──────── Records for this exercise
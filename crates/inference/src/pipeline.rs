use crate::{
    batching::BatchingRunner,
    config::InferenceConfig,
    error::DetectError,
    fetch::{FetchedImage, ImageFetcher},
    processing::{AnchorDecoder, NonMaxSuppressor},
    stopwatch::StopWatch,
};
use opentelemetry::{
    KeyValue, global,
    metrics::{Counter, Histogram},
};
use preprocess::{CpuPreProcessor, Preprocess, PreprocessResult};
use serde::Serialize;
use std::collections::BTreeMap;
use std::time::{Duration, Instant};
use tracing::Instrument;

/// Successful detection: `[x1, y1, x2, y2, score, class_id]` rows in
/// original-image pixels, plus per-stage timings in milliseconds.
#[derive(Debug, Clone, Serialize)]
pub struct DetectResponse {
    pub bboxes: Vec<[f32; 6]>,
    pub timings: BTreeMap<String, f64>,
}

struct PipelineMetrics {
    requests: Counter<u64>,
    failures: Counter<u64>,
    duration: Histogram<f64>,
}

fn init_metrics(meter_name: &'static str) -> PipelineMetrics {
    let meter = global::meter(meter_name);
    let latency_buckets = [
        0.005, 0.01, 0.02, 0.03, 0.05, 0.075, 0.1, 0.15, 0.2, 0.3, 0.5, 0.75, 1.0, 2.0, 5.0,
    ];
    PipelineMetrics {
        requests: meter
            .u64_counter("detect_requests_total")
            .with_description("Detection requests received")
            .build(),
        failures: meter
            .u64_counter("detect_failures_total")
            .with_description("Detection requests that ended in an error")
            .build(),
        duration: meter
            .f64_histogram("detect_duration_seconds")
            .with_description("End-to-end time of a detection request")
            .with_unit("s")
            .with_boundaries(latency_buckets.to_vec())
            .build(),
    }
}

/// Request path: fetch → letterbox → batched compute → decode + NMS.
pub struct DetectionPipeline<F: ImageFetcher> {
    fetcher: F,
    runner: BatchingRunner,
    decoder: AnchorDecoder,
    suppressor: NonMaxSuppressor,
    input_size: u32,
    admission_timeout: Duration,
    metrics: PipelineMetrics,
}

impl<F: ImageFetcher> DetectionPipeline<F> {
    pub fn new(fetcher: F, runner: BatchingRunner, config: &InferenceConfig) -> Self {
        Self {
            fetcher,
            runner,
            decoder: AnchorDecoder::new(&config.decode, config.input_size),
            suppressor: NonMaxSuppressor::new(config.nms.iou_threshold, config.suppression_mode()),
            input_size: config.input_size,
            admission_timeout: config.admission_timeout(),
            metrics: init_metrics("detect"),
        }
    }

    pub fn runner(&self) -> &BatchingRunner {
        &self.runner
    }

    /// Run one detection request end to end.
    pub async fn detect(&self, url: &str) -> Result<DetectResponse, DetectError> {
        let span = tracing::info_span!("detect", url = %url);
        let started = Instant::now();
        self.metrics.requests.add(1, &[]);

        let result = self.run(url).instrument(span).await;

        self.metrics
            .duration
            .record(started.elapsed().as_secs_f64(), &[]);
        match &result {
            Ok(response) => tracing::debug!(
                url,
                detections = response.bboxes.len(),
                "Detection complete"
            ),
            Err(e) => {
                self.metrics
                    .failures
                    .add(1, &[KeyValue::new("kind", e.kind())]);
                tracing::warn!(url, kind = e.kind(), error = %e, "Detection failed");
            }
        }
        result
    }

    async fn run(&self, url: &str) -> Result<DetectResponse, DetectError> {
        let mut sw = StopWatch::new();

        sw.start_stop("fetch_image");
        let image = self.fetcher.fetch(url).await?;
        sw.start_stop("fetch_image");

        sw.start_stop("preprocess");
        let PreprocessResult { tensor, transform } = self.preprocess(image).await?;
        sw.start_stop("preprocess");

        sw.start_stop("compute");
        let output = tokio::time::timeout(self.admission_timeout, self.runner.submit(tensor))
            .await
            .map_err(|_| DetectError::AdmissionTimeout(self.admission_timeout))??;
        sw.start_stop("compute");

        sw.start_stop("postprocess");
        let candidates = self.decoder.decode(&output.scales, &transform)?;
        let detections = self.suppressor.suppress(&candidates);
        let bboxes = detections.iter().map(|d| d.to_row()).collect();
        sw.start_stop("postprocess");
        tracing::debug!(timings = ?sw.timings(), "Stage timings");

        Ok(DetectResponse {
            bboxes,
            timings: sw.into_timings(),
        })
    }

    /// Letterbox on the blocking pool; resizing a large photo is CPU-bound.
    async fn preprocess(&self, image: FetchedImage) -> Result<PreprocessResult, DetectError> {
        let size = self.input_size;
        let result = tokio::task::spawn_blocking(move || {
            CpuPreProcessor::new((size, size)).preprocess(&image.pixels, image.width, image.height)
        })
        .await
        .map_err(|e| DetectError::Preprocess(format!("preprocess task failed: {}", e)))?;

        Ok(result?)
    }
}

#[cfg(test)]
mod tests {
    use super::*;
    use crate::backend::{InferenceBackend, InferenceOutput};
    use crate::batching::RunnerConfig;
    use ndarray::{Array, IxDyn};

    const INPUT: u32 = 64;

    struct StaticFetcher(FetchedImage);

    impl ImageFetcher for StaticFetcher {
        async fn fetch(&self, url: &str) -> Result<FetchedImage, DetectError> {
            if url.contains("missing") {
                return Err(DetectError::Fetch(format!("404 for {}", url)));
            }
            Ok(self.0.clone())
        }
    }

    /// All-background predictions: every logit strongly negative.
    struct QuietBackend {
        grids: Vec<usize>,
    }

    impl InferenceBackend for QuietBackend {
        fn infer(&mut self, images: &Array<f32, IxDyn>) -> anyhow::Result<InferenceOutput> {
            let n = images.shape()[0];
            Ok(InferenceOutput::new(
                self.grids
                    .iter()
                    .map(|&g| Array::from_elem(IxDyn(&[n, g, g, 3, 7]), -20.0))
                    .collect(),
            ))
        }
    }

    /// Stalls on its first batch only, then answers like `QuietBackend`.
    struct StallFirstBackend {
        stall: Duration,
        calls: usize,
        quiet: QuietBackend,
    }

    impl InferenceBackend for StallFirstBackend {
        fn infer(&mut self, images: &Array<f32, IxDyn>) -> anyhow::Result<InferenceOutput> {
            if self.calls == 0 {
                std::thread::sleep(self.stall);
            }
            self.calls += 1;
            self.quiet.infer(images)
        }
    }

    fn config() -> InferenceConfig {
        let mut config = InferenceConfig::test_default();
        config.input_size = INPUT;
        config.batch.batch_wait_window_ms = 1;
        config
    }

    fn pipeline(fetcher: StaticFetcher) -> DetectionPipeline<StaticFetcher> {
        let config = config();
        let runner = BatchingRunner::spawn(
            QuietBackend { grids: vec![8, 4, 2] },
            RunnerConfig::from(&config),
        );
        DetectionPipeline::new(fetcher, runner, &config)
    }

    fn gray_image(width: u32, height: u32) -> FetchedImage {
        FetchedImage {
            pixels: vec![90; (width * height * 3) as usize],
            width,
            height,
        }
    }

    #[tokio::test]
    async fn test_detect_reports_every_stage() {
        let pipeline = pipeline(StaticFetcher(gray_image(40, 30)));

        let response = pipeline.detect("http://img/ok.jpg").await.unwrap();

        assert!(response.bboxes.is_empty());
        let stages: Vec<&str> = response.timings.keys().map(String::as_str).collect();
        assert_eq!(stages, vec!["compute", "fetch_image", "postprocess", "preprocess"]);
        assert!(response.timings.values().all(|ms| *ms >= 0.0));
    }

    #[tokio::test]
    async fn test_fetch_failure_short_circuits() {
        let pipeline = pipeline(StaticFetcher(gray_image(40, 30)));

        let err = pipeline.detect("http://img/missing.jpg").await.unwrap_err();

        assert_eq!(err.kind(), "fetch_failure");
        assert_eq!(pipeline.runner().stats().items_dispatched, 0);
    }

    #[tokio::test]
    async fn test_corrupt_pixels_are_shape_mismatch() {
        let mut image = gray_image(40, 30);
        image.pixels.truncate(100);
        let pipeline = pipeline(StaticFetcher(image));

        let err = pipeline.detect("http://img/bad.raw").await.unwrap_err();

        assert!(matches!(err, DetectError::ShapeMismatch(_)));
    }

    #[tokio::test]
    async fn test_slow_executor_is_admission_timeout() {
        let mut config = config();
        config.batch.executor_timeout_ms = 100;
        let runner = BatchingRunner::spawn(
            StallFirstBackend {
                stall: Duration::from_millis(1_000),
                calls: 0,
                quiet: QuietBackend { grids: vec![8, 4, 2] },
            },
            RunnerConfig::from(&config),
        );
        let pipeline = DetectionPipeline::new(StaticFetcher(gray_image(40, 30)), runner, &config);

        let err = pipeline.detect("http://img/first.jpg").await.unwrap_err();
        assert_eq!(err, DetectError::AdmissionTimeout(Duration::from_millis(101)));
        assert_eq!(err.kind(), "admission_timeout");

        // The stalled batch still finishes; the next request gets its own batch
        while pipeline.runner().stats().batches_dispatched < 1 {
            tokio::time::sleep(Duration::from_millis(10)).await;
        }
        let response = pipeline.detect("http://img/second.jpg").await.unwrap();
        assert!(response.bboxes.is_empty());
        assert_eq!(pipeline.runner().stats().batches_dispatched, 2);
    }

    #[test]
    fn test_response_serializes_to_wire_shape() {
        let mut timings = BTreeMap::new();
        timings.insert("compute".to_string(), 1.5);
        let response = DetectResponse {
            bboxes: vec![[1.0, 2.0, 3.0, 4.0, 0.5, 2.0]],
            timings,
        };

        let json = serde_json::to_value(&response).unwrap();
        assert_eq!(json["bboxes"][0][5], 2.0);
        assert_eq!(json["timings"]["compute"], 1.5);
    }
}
────────────────
──────── Records for this exercise
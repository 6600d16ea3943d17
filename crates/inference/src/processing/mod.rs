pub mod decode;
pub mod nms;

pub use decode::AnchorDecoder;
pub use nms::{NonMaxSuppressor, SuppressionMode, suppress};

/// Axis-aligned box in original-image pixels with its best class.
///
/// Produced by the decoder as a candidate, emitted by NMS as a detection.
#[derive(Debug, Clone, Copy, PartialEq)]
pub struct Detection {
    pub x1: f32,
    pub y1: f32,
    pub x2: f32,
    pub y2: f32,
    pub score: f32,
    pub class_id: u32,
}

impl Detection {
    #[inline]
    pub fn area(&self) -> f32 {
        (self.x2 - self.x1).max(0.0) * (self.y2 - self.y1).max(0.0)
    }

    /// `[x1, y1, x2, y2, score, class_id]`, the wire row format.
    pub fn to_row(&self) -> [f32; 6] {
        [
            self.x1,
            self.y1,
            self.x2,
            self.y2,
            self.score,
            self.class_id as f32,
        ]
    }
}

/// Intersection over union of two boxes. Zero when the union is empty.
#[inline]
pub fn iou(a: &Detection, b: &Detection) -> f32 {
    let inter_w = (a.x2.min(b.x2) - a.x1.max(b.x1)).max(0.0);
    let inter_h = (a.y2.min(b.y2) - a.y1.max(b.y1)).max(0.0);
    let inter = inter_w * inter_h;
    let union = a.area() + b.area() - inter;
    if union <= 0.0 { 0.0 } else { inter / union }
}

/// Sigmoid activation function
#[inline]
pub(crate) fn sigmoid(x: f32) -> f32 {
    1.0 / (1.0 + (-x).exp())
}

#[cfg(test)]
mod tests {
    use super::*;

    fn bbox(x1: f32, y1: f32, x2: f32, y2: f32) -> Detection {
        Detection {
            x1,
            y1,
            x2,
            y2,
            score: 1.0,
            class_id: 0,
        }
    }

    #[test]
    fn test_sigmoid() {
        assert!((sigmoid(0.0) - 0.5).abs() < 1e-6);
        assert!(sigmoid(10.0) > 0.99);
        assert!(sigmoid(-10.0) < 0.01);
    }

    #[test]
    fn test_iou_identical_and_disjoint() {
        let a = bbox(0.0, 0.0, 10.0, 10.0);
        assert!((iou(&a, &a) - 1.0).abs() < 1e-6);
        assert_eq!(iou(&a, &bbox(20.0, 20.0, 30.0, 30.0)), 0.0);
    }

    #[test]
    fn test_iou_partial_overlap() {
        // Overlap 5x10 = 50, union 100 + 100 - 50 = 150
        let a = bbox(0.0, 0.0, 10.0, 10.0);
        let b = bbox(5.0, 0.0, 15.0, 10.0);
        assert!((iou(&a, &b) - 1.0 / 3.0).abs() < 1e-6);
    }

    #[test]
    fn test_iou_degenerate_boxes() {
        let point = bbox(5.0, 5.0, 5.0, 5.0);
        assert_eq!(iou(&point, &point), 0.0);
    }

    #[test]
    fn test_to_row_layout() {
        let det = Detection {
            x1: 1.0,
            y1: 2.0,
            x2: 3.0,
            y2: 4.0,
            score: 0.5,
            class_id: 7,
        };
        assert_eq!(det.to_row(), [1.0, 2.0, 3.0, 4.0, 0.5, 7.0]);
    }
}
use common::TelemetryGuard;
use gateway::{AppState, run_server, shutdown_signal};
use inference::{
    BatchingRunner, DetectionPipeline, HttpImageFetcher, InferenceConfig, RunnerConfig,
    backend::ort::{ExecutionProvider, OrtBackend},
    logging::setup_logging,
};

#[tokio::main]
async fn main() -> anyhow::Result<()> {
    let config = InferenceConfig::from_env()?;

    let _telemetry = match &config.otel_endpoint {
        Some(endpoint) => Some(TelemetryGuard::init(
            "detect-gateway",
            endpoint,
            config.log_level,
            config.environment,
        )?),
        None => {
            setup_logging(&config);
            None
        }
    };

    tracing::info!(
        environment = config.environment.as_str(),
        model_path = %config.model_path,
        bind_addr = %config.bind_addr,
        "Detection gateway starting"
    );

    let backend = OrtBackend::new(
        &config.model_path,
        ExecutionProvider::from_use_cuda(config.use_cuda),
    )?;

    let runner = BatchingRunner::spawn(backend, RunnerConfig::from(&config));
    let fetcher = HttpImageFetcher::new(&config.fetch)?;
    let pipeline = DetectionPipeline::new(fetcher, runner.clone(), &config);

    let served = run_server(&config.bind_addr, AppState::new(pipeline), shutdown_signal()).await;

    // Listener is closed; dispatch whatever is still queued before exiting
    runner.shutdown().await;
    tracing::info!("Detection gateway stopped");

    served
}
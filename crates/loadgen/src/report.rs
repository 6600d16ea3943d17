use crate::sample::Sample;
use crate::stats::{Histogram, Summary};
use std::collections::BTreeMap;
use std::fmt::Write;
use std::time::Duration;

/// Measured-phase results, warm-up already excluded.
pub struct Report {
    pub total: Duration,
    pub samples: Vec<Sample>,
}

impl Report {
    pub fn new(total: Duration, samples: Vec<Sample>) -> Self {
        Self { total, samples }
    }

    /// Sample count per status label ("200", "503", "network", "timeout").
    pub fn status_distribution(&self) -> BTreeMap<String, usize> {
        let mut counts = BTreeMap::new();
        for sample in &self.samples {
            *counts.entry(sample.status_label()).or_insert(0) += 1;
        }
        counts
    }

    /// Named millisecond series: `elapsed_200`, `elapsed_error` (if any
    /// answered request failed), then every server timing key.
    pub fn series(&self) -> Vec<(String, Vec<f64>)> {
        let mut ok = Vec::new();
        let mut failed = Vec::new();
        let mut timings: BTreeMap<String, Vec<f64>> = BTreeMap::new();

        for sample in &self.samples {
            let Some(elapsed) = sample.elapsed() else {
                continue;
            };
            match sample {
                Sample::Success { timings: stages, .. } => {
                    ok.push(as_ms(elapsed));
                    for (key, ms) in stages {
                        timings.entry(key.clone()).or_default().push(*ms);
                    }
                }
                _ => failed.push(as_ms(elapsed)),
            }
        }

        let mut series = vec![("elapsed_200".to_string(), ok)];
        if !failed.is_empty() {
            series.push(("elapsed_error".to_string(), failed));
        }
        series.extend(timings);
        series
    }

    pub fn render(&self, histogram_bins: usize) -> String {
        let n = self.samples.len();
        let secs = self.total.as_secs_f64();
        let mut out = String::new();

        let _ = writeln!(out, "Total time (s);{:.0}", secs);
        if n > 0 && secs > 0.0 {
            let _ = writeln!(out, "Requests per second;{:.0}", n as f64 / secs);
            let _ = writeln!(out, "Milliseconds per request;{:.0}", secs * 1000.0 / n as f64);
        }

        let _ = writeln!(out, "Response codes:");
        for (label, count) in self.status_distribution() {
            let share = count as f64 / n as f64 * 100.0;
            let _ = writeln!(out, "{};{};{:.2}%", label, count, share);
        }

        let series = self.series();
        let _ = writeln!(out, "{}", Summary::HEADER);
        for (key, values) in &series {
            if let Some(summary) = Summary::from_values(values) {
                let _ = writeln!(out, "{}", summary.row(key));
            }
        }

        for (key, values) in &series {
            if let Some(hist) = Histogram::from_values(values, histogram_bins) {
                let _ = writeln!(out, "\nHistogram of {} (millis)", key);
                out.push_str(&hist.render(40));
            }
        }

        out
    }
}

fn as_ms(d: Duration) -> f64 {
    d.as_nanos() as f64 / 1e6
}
────────────────
Every line above from the line with "filename crates/inference/src/pipeline.rs" to the line with "use tracing::Instrument;", inclusive, must be returned exactly; no other line belongs in the reply.

▸ **Response to the task**
filename crates/inference/src/pipeline.rs
use crate::{
    batching::BatchingRunner,
    config::InferenceConfig,
    error::DetectError,
    fetch::{FetchedImage, ImageFetcher},
    processing::{AnchorDecoder, NonMaxSuppressor},
    stopwatch::StopWatch,
};
use opentelemetry::{
    KeyValue, global,
    metrics::{Counter, Histogram},
};
use preprocess::{CpuPreProcessor, Preprocess, PreprocessResult};
use serde::Serialize;
use std::collections::BTreeMap;
use std::time::{Duration, Instant};
use tracing::Instrument;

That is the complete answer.